**Directions for this task**
Once you know how many lines below hold "diagram", reply with that number and add nothing.

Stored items

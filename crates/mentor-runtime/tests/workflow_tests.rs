use std::sync::Arc;
use uuid::Uuid;

use mentor_config::MentorConfig;
use mentor_core::{
    AssessmentResult, ConfidenceLevel, Intent, MentorError, SessionState, Stage,
};
use mentor_oracle::MockOracle;
use mentor_runtime::{Orchestrator, should_generate_mnemonic, should_validate};
use mentor_store::{SqliteConceptSearch, SqliteStore};

fn orchestrator(oracle: MockOracle) -> (Orchestrator, Arc<SqliteStore>) {
    orchestrator_with(oracle, MentorConfig::default())
}

fn orchestrator_with(oracle: MockOracle, config: MentorConfig) -> (Orchestrator, Arc<SqliteStore>) {
    let store = Arc::new(SqliteStore::open_in_memory().unwrap());
    let search = Arc::new(SqliteConceptSearch::new(Arc::clone(&store), None));
    let orchestrator =
        Orchestrator::new(Arc::new(oracle), Arc::clone(&store), search, config).unwrap();
    (orchestrator, store)
}

fn ids() -> (Uuid, Uuid, Uuid) {
    (Uuid::new_v4(), Uuid::new_v4(), Uuid::new_v4())
}

// ── Retry bound ────────────────────────────────────────────────

#[tokio::test]
async fn test_retry_bound_routes_to_record_gap() {
    // A drained oracle: every cycle terminates immediately, every
    // extraction falls back to defaults, and every assessment defaults to
    // not understood - the worst case for the retry loop.
    let oracle = MockOracle::new();
    let requests = oracle.recorded_requests();
    let (orchestrator, store) = orchestrator(oracle);
    let (learner, goal, tenant) = ids();

    let mut state = orchestrator
        .run(learner, goal, tenant, "what is entropy", None)
        .await
        .unwrap();
    assert_eq!(state.stage, Stage::AwaitingResponse);

    let mut resumes = 0;
    while state.stage == Stage::AwaitingResponse {
        resumes += 1;
        assert!(resumes <= 10, "session never finalized");
        state = orchestrator.resume(state, "idk").await.unwrap();
    }

    assert_eq!(state.stage, Stage::Finalized);
    assert_eq!(state.retry_count, state.max_retries);
    assert!(!state.knowledge_gaps.is_empty());

    // The gap made it to the store, not just the state.
    let gaps = store.open_gaps(tenant, learner).unwrap();
    assert_eq!(gaps.len(), 1);
    assert_eq!(gaps[0].retry_count, state.max_retries);

    // generate_explanation re-entries after not-understood results never
    // exceed max_retries (initial generation + one per retry).
    let explanation_requests = requests
        .lock()
        .iter()
        .filter(|r| r.input.starts_with("Task: generate_explanation"))
        .count();
    assert_eq!(explanation_requests as u32, 1 + state.max_retries);
}

// ── Terminal convergence ───────────────────────────────────────

#[tokio::test]
async fn test_practice_intent_converges() {
    let oracle = MockOracle::new().with_text("practice");
    let (orchestrator, _) = orchestrator(oracle);
    let (learner, goal, tenant) = ids();

    let state = orchestrator
        .run(learner, goal, tenant, "quiz me on VAT", None)
        .await
        .unwrap();
    assert_eq!(state.intent, Some(Intent::Practice));
    assert_eq!(state.stage, Stage::Finalized);
}

#[tokio::test]
async fn test_progress_intent_converges() {
    let oracle = MockOracle::new().with_text("progress");
    let (orchestrator, _) = orchestrator(oracle);
    let (learner, goal, tenant) = ids();

    let state = orchestrator
        .run(learner, goal, tenant, "how am I doing", None)
        .await
        .unwrap();
    assert_eq!(state.intent, Some(Intent::Progress));
    assert_eq!(state.stage, Stage::Finalized);
}

#[tokio::test]
async fn test_review_intent_converges() {
    let oracle = MockOracle::new().with_text("review");
    let (orchestrator, _) = orchestrator(oracle);
    let (learner, goal, tenant) = ids();

    let state = orchestrator
        .run(learner, goal, tenant, "what should I review", None)
        .await
        .unwrap();
    assert_eq!(state.intent, Some(Intent::Review));
    assert_eq!(state.stage, Stage::Finalized);
}

#[tokio::test]
async fn test_unrecognized_intent_defaults_to_learn() {
    let oracle = MockOracle::new().with_text("banana");
    let (orchestrator, _) = orchestrator(oracle);
    let (learner, goal, tenant) = ids();

    let state = orchestrator
        .run(learner, goal, tenant, "tell me about bonds", None)
        .await
        .unwrap();
    assert_eq!(state.intent, Some(Intent::Learn));
    // The learn pipeline pauses for the learner's answer.
    assert_eq!(state.stage, Stage::AwaitingResponse);
}

#[tokio::test]
async fn test_intent_detection_failure_defaults_to_learn() {
    let oracle = MockOracle::new().with_error("oracle down");
    let (orchestrator, _) = orchestrator(oracle);
    let (learner, goal, tenant) = ids();

    let state = orchestrator
        .run(learner, goal, tenant, "explain osmosis", None)
        .await
        .unwrap();
    assert_eq!(state.intent, Some(Intent::Learn));
}

// ── Happy-path learn flow ──────────────────────────────────────

#[tokio::test]
async fn test_learn_flow_full_understanding() {
    let oracle = MockOracle::new()
        // intent
        .with_text("learn")
        // evaluate_baseline cycle: action, inner generation, terminal text
        .with_action("evaluate_baseline", serde_json::json!({}))
        .with_text(r#"{"level": "beginner", "assessment": "new to the topic"}"#)
        .with_text("baseline done")
        // retrieve_knowledge cycle
        .with_action("search_concepts", serde_json::json!({}))
        .with_text("retrieval done")
        // generate_explanation cycle
        .with_action("generate_explanation", serde_json::json!({}))
        .with_text("Plants convert light into chemical energy inside chloroplasts.")
        .with_text("explanation done")
        // no digits, no trigger keywords: validation skipped; short
        // explanation, no failed check: mnemonic skipped
        // create_check cycle
        .with_action("generate_questions", serde_json::json!({}))
        .with_text(
            r#"[{"text": "What do plants produce from light?", "expected_key_points": ["chemical energy", "light"]}]"#,
        )
        .with_text("questions done");

    let handle = oracle.clone();
    let (orchestrator, _) = orchestrator(oracle);
    let (learner, goal, tenant) = ids();

    let state = orchestrator
        .run(learner, goal, tenant, "how does photosynthesis work", None)
        .await
        .unwrap();

    assert_eq!(state.stage, Stage::AwaitingResponse);
    assert_eq!(state.baseline_level, Some(mentor_core::BaselineLevel::Beginner));
    assert!(state.explanation.as_deref().unwrap().contains("chemical energy"));
    assert_eq!(state.comprehension_questions.len(), 1);
    assert!(state.validation.is_none());
    assert!(state.mnemonic_device.is_none());

    // resume: assess cycle + next-step cycle, then progress tracking
    handle.push_action("assess_understanding", serde_json::json!({}));
    handle.push_text("assessed");
    handle.push_action(
        "decide_next_step",
        serde_json::json!({"assessment_result": "fully_understood"}),
    );
    handle.push_text("decided");

    let state = orchestrator
        .resume(state, "Plants take light and store it as chemical energy.")
        .await
        .unwrap();

    assert_eq!(state.stage, Stage::Finalized);
    assert_eq!(state.assessment_result, Some(AssessmentResult::FullyUnderstood));
    assert_eq!(state.confidence_level, Some(ConfidenceLevel::High));
    assert!(state.error_message.is_none());
}

// ── Validation trigger ─────────────────────────────────────────

fn state_with_explanation(explanation: &str) -> SessionState {
    let (learner, goal, tenant) = ids();
    let mut state = SessionState::new(learner, goal, tenant, "question");
    state.explanation = Some(explanation.to_string());
    state
}

#[test]
fn test_validation_triggered_by_digit_and_keyword() {
    let config = MentorConfig::default();
    let state = state_with_explanation("Inflation reached 4% in 2023");
    assert!(should_validate(&state, &config));
}

#[test]
fn test_validation_skipped_for_conceptual_explanation() {
    let config = MentorConfig::default();
    let state = state_with_explanation("A derivative measures rate of change");
    assert!(!should_validate(&state, &config));
}

#[test]
fn test_validation_suppressed_by_flag() {
    let config = MentorConfig::default();
    let mut state = state_with_explanation("Inflation reached 4% in 2023");
    state.skip_validation = true;
    assert!(!should_validate(&state, &config));
}

#[test]
fn test_validation_triggered_by_retrieval_hint() {
    let config = MentorConfig::default();
    let mut state = state_with_explanation("A gentle conceptual walkthrough");
    state.needs_validation = true;
    assert!(should_validate(&state, &config));
}

#[tokio::test]
async fn test_validation_stage_produces_outcome() {
    let oracle = MockOracle::new()
        .with_text("learn")
        // baseline cycle (drained inner parse falls back): action + text reply + terminal
        .with_action("evaluate_baseline", serde_json::json!({}))
        .with_text("not json")
        .with_text("done")
        // retrieval
        .with_action("search_concepts", serde_json::json!({}))
        .with_text("done")
        // explanation with a digit - forces the validation stage
        .with_action("generate_explanation", serde_json::json!({}))
        .with_text("The standard VAT rate is 20% as of 2011.")
        .with_text("done")
        // validation cycle: verdict with unparseable inner reply falls
        // back to a safe verdict
        .with_action("validate_content", serde_json::json!({}))
        .with_text("definitely accurate, trust me")
        .with_text("validated")
        // explanation is long enough? no - mnemonic skipped; check cycle
        .with_action("generate_questions", serde_json::json!({}))
        .with_text(r#"[{"text": "What is the standard rate?", "expected_key_points": ["20%"]}]"#)
        .with_text("done");

    let (orchestrator, _) = orchestrator(oracle);
    let (learner, goal, tenant) = ids();

    let state = orchestrator
        .run(learner, goal, tenant, "what is the VAT rate", None)
        .await
        .unwrap();

    assert_eq!(state.stage, Stage::AwaitingResponse);
    let validation = state.validation.expect("validation outcome recorded");
    assert!(validation.verified);
    assert!((validation.confidence_score - 0.7).abs() < f64::EPSILON);
}

// ── Mnemonic gating ────────────────────────────────────────────

#[test]
fn test_mnemonic_suppressed_when_fully_understood() {
    let config = MentorConfig::default();
    let mut state = state_with_explanation(&"long explanation ".repeat(50));
    state.assessment_result = Some(AssessmentResult::FullyUnderstood);
    assert!(!should_generate_mnemonic(&state, &config));
}

#[test]
fn test_mnemonic_generated_when_not_understood() {
    let config = MentorConfig::default();
    let mut state = state_with_explanation("short");
    state.assessment_result = Some(AssessmentResult::NotUnderstood);
    assert!(should_generate_mnemonic(&state, &config));
}

#[test]
fn test_mnemonic_generated_for_long_explanation() {
    let config = MentorConfig::default();
    let state = state_with_explanation(&"long explanation ".repeat(50));
    assert!(should_generate_mnemonic(&state, &config));
}

#[test]
fn test_mnemonic_suppressed_by_flag() {
    let config = MentorConfig::default();
    let mut state = state_with_explanation(&"long explanation ".repeat(50));
    state.skip_mnemonic = true;
    assert!(!should_generate_mnemonic(&state, &config));
}

// ── Failure isolation ──────────────────────────────────────────

#[tokio::test]
async fn test_stage_failure_downgrades_gracefully() {
    // The baseline cycle's first oracle call errors; the stage records
    // the failure and the session still reaches its pause point.
    let oracle = MockOracle::new().with_text("learn").with_error("oracle exploded");
    let (orchestrator, _) = orchestrator(oracle);
    let (learner, goal, tenant) = ids();

    let state = orchestrator
        .run(learner, goal, tenant, "explain osmosis", None)
        .await
        .unwrap();

    assert_eq!(state.stage, Stage::AwaitingResponse);
    assert!(state.baseline_level.is_none());
    let message = state.error_message.expect("error marker recorded");
    assert!(message.contains("evaluate_baseline"));
}

#[tokio::test]
async fn test_resume_requires_awaiting_stage() {
    let oracle = MockOracle::new();
    let (orchestrator, _) = orchestrator(oracle);
    let (learner, goal, tenant) = ids();

    let state = SessionState::new(learner, goal, tenant, "q");
    let err = orchestrator.resume(state, "answer").await.unwrap_err();
    assert!(matches!(err, MentorError::InvalidState(_)));
}

// ── Snapshot persistence ───────────────────────────────────────

#[tokio::test]
async fn test_finalized_session_snapshot_is_persisted() {
    let oracle = MockOracle::new().with_text("progress");
    let (orchestrator, store) = orchestrator(oracle);
    let (learner, goal, tenant) = ids();

    let state = orchestrator
        .run(learner, goal, tenant, "show progress", None)
        .await
        .unwrap();

    let snapshot = store.load_snapshot(state.session_id).unwrap().unwrap();
    assert_eq!(snapshot.stage, Stage::Finalized);
    assert_eq!(snapshot.learner_id, learner);
}
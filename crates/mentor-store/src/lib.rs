//! # mentor-store
//!
//! SQLite persistence for the tutoring domain - concepts, topic mastery,
//! knowledge gaps, mnemonic devices, verified content, authority sources,
//! and session snapshots - plus the concept similarity search the
//! teaching agent retrieves knowledge through.

pub mod search;
pub mod store;

pub use search::{ConceptSearch, SqliteConceptSearch};
pub use store::{ConceptRow, SqliteStore, TopicRow};
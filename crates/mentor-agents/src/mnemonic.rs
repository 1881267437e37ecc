//! The mnemonic agent: analyzes a concept's surface features, picks a
//! memory strategy, generates the device, and saves it.
//!
//! Every generator has a deterministic fallback so an unparseable oracle
//! reply still produces a usable device.

use async_trait::async_trait;
use regex::Regex;
use serde_json::{Value, json};
use std::sync::{Arc, LazyLock};
use tracing::warn;

use mentor_config::schema::MnemonicConfig;
use mentor_core::{
    ActionSpec, ComparisonDimension, ConceptFeatures, MnemonicDevice, MnemonicStrategy,
    Observation, Result,
};

use crate::context::{ActionContext, arg_str, arg_str_vec};
use crate::cycle::run_cycle;
use crate::extract::extract_optional;
use crate::registry::{ActionHandler, ActionRegistry};

const MNEMONIC_SYSTEM: &str = "You are a memory-strategy expert. \
Use analyze_features and select_strategy to pick a strategy for the concept, generate the \
device with the matching generate_* action, save it with save_mnemonic, then summarize.";

static NUMBER_PATTERN: LazyLock<Regex> =
    LazyLock::new(|| Regex::new(r"\d+(?:\.\d+)?").expect("number pattern"));

// ── Feature analysis & strategy selection ──────────────────────

/// Surface features of a concept explanation.
pub fn analyze_features(explanation: &str, policy: &MnemonicConfig) -> ConceptFeatures {
    let number_mentions = NUMBER_PATTERN.find_iter(explanation).count();
    let lower = explanation.to_lowercase();
    let has_comparison = policy
        .comparison_markers
        .iter()
        .any(|marker| lower.contains(marker.as_str()));
    ConceptFeatures {
        number_mentions,
        has_comparison,
        // No numbers, no comparison, and a long explanation reads as an
        // abstract concept.
        high_abstraction: number_mentions == 0
            && !has_comparison
            && explanation.len() > policy.explanation_length_trigger,
    }
}

/// Rule-based strategy selection, best candidate first.
pub fn select_strategies(
    features: &ConceptFeatures,
    policy: &MnemonicConfig,
) -> Vec<MnemonicStrategy> {
    let mut strategies = Vec::new();
    if features.number_mentions >= policy.acronym_min_numbers {
        strategies.push(MnemonicStrategy::Acronym);
    }
    if features.has_comparison {
        strategies.push(MnemonicStrategy::ComparisonTable);
    }
    if features.high_abstraction {
        strategies.push(MnemonicStrategy::Analogy);
    }
    if strategies.is_empty() {
        strategies.push(MnemonicStrategy::Acronym);
    }
    strategies
}

// ── Deterministic fallback generators ──────────────────────────

fn fallback_acronym(terms: &[String]) -> MnemonicDevice {
    let letters: String = terms
        .iter()
        .filter_map(|t| t.chars().next())
        .collect::<String>()
        .to_uppercase();
    MnemonicDevice::Acronym {
        memory_tip: format!("Remember {letters}; each letter stands for one term"),
        explanation: format!("{letters} stands for: {}", terms.join(", ")),
        acronym: letters,
        full_terms: terms.to_vec(),
    }
}

fn fallback_comparison(items: &[String]) -> MnemonicDevice {
    MnemonicDevice::ComparisonTable {
        title: if items.len() >= 2 {
            format!("{} vs {}", items[0], items[1])
        } else {
            "Concept comparison".into()
        },
        items: items.to_vec(),
        dimensions: vec![ComparisonDimension {
            name: "Key trait".into(),
            values: items.iter().map(|i| format!("what makes {i} distinct")).collect(),
        }],
        key_differences: vec![],
    }
}

fn fallback_analogy(concept: &str) -> MnemonicDevice {
    MnemonicDevice::Analogy {
        concept: concept.to_string(),
        analogy: "an everyday process with the same structure".into(),
        mapping: vec![],
        explanation: format!("{concept} works like a familiar everyday process"),
        limitations: "the analogy simplifies; the real mechanism has more moving parts".into(),
    }
}

fn fallback_visual(concept: &str) -> MnemonicDevice {
    MnemonicDevice::Visual {
        concept: concept.to_string(),
        visual_type: "flowchart".into(),
        description: format!("picture {concept} as a left-to-right flow of steps"),
        key_elements: vec![],
        diagram: Some(format!("graph LR\n    A[start] --> B[{concept}]\n    B --> C[result]")),
    }
}

fn fallback_number_pattern(explanation: &str) -> MnemonicDevice {
    let numbers: Vec<f64> = NUMBER_PATTERN
        .find_iter(explanation)
        .filter_map(|m| m.as_str().parse().ok())
        .collect();
    MnemonicDevice::NumberPattern {
        memory_phrase: numbers
            .iter()
            .map(|n| n.to_string())
            .collect::<Vec<_>>()
            .join(" - "),
        pattern: "the key figures in order of appearance".into(),
        numbers,
    }
}

// ── Action handlers ────────────────────────────────────────────

struct AnalyzeFeaturesAction;

#[async_trait]
impl ActionHandler for AnalyzeFeaturesAction {
    fn spec(&self) -> ActionSpec {
        ActionSpec {
            name: "analyze_features".into(),
            description: "Analyze a concept explanation's surface features (numbers, \
                          comparisons, abstraction)."
                .into(),
            parameters: json!({
                "type": "object",
                "properties": {
                    "explanation": { "type": "string" }
                },
                "required": ["explanation"]
            }),
        }
    }

    async fn invoke(&self, args: &Value, ctx: &ActionContext) -> Result<Observation> {
        Ok(Observation::ConceptFeatures {
            features: analyze_features(arg_str(args, "explanation"), &ctx.config.mnemonic),
        })
    }
}

struct SelectStrategyAction;

#[async_trait]
impl ActionHandler for SelectStrategyAction {
    fn spec(&self) -> ActionSpec {
        ActionSpec {
            name: "select_strategy".into(),
            description: "Pick mnemonic strategies for the analyzed features.".into(),
            parameters: json!({
                "type": "object",
                "properties": {
                    "explanation": { "type": "string" }
                },
                "required": ["explanation"]
            }),
        }
    }

    async fn invoke(&self, args: &Value, ctx: &ActionContext) -> Result<Observation> {
        let features = analyze_features(arg_str(args, "explanation"), &ctx.config.mnemonic);
        Ok(Observation::StrategyChoice {
            strategies: select_strategies(&features, &ctx.config.mnemonic),
        })
    }
}

/// Shared shape of the five generate_* handlers: ask the oracle for a
/// JSON device, fall back deterministically on parse failure.
struct GenerateDeviceAction {
    strategy: MnemonicStrategy,
}

impl GenerateDeviceAction {
    fn action_name(&self) -> &'static str {
        match self.strategy {
            MnemonicStrategy::Acronym => "generate_acronym",
            MnemonicStrategy::ComparisonTable => "generate_comparison",
            MnemonicStrategy::Analogy => "generate_analogy",
            MnemonicStrategy::Visual => "generate_visual",
            MnemonicStrategy::NumberPattern => "generate_number_pattern",
        }
    }

    fn prompt(&self, concept: &str, explanation: &str, terms: &[String]) -> String {
        let shape = match self.strategy {
            MnemonicStrategy::Acronym => {
                r#"{"strategy": "acronym", "acronym": "...", "full_terms": ["..."], "memory_tip": "...", "explanation": "..."}"#
            }
            MnemonicStrategy::ComparisonTable => {
                r#"{"strategy": "comparison_table", "title": "...", "items": ["..."], "dimensions": [{"name": "...", "values": ["..."]}], "key_differences": ["..."]}"#
            }
            MnemonicStrategy::Analogy => {
                r#"{"strategy": "analogy", "concept": "...", "analogy": "...", "mapping": [["abstract", "concrete"]], "explanation": "...", "limitations": "..."}"#
            }
            MnemonicStrategy::Visual => {
                r#"{"strategy": "visual", "concept": "...", "visual_type": "...", "description": "...", "key_elements": ["..."], "diagram": "..."}"#
            }
            MnemonicStrategy::NumberPattern => {
                r#"{"strategy": "number_pattern", "numbers": [1.0], "pattern": "...", "memory_phrase": "..."}"#
            }
        };
        format!(
            "Concept: {concept}\nKey terms: {}\nExplanation:\n{explanation}\n\n\
             Create the memory aid. Reply with JSON only, exactly this shape:\n{shape}",
            terms.join(", "),
        )
    }

    fn fallback(&self, concept: &str, explanation: &str, terms: &[String]) -> MnemonicDevice {
        match self.strategy {
            MnemonicStrategy::Acronym => fallback_acronym(terms),
            MnemonicStrategy::ComparisonTable => fallback_comparison(terms),
            MnemonicStrategy::Analogy => fallback_analogy(concept),
            MnemonicStrategy::Visual => fallback_visual(concept),
            MnemonicStrategy::NumberPattern => fallback_number_pattern(explanation),
        }
    }
}

#[async_trait]
impl ActionHandler for GenerateDeviceAction {
    fn spec(&self) -> ActionSpec {
        ActionSpec {
            name: self.action_name().into(),
            description: format!(
                "Generate a {} memory aid for the concept.",
                match self.strategy {
                    MnemonicStrategy::Acronym => "acronym",
                    MnemonicStrategy::ComparisonTable => "comparison-table",
                    MnemonicStrategy::Analogy => "analogy",
                    MnemonicStrategy::Visual => "visual",
                    MnemonicStrategy::NumberPattern => "number-pattern",
                }
            ),
            parameters: json!({
                "type": "object",
                "properties": {
                    "concept_name": { "type": "string" },
                    "explanation": { "type": "string" },
                    "terms": { "type": "array", "items": { "type": "string" } }
                },
                "required": ["concept_name"]
            }),
        }
    }

    async fn invoke(&self, args: &Value, ctx: &ActionContext) -> Result<Observation> {
        let concept = arg_str(args, "concept_name");
        let explanation = arg_str(args, "explanation");
        let mut terms = arg_str_vec(args, "terms");
        if terms.is_empty() {
            terms = concept.split_whitespace().map(String::from).collect();
        }

        let reply = ctx
            .generate(
                "You create memorable learning aids.",
                &self.prompt(concept, explanation, &terms),
            )
            .await?;

        let device: MnemonicDevice = serde_json::from_str(reply.trim())
            .unwrap_or_else(|_| self.fallback(concept, explanation, &terms));

        Ok(Observation::Mnemonic { device })
    }
}

struct SaveMnemonicAction;

#[async_trait]
impl ActionHandler for SaveMnemonicAction {
    fn spec(&self) -> ActionSpec {
        ActionSpec {
            name: "save_mnemonic".into(),
            description: "Persist a generated memory aid.".into(),
            parameters: json!({
                "type": "object",
                "properties": {
                    "device": { "type": "object" }
                },
                "required": ["device"]
            }),
        }
    }

    async fn invoke(&self, args: &Value, ctx: &ActionContext) -> Result<Observation> {
        let device: MnemonicDevice = serde_json::from_value(
            args.get("device").cloned().unwrap_or(Value::Null),
        )
        .map_err(|e| mentor_core::MentorError::ActionFailed {
            action: "save_mnemonic".into(),
            reason: format!("invalid device payload: {e}"),
        })?;
        let id = ctx.store.insert_mnemonic(ctx.tenant_id, ctx.topic_id, &device)?;
        Ok(Observation::Saved { id })
    }
}

// ── Agent configuration ────────────────────────────────────────

pub struct MnemonicAgent {
    registry: ActionRegistry,
}

impl MnemonicAgent {
    pub fn new() -> Result<Self> {
        let registry = ActionRegistry::new()
            .register(Arc::new(AnalyzeFeaturesAction))
            .register(Arc::new(SelectStrategyAction))
            .register(Arc::new(GenerateDeviceAction { strategy: MnemonicStrategy::Acronym }))
            .register(Arc::new(GenerateDeviceAction {
                strategy: MnemonicStrategy::ComparisonTable,
            }))
            .register(Arc::new(GenerateDeviceAction { strategy: MnemonicStrategy::Analogy }))
            .register(Arc::new(GenerateDeviceAction { strategy: MnemonicStrategy::Visual }))
            .register(Arc::new(GenerateDeviceAction {
                strategy: MnemonicStrategy::NumberPattern,
            }))
            .register(Arc::new(SaveMnemonicAction));
        registry.assert_covers(&[
            "analyze_features",
            "select_strategy",
            "generate_acronym",
            "generate_comparison",
            "generate_analogy",
            "generate_visual",
            "generate_number_pattern",
            "save_mnemonic",
        ])?;
        Ok(Self { registry })
    }

    /// Generate (and usually save) a memory aid for the concept held in
    /// the context seed. Returns the device when one was produced.
    pub async fn generate_mnemonic(&self, ctx: &ActionContext) -> Result<Option<MnemonicDevice>> {
        let input = format!(
            "Task: generate_mnemonic\nConcept: {}\nExplanation:\n{}",
            ctx.seed_str("concept_name"),
            ctx.seed_str("explanation"),
        );
        let outcome = run_cycle(
            ctx.oracle.as_ref(),
            &self.registry,
            ctx,
            MNEMONIC_SYSTEM,
            &input,
            ctx.config.oracle.max_steps,
        )
        .await?;

        let device = extract_optional(&outcome.transcript, |obs| match obs {
            Observation::Mnemonic { device } => Some(device.clone()),
            _ => None,
        });
        if device.is_none() {
            warn!(task = "generate_mnemonic", "no device produced");
        }
        Ok(device)
    }
}
//! # mentor-config
//!
//! Configuration system for Mentor (`mentor.toml`).
//!
//! All tunable heuristics of the tutoring workflow - coverage thresholds,
//! negative keywords, review intervals, mnemonic strategy rules, length
//! triggers - live here as policy rather than as code constants.

pub mod loader;
pub mod schema;

pub use loader::ConfigLoader;
pub use schema::MentorConfig;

**Answer to this problem**
2